### Brief
Every entry below, from first to last, should be copied exactly.

### Data shown
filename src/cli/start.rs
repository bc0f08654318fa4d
use crate::cli::{actions::Action, commands, dispatch, telemetry};
use anyhow::Result;

/// Map verbosity count to tracing level
const fn get_verbosity_level(verbosity: u8) -> Option<tracing::Level> {
    match verbosity {
        0 => None,
        1 => Some(tracing::Level::WARN),
        2 => Some(tracing::Level::INFO),
        3 => Some(tracing::Level::DEBUG),
        _ => Some(tracing::Level::TRACE),
    }
}

/// Main entry point for the CLI - builds and returns the Action
///
/// # Errors
///
/// Returns an error if argument parsing, telemetry initialization, or action dispatch fails
pub fn start() -> Result<Action> {
    let matches = commands::new().get_matches();

    let verbosity_level = get_verbosity_level(
        matches
            .get_one::<u8>(commands::logging::ARG_VERBOSITY)
            .copied()
            .unwrap_or(0),
    );

    telemetry::init(verbosity_level)?;

    let action = dispatch::handler(&matches)?;

    Ok(action)
}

### Response to the task
filename src/cli/start.rs
repository bc0f08654318fa4d
use crate::cli::{actions::Action, commands, dispatch, telemetry};
use anyhow::Result;

/// Map verbosity count to tracing level
const fn get_verbosity_level(verbosity: u8) -> Option<tracing::Level> {
    match verbosity {
        0 => None,
        1 => Some(tracing::Level::WARN),
        2 => Some(tracing::Level::INFO),
        3 => Some(tracing::Level::DEBUG),
        _ => Some(tracing::Level::TRACE),
    }
}

/// Main entry point for the CLI - builds and returns the Action
///
/// # Errors
///
/// Returns an error if argument parsing, telemetry initialization, or action dispatch fails
pub fn start() -> Result<Action> {
    let matches = commands::new().get_matches();

    let verbosity_level = get_verbosity_level(
        matches
            .get_one::<u8>(commands::logging::ARG_VERBOSITY)
            .copied()
            .unwrap_or(0),
    );

    telemetry::init(verbosity_level)?;

    let action = dispatch::handler(&matches)?;

    Ok(action)
}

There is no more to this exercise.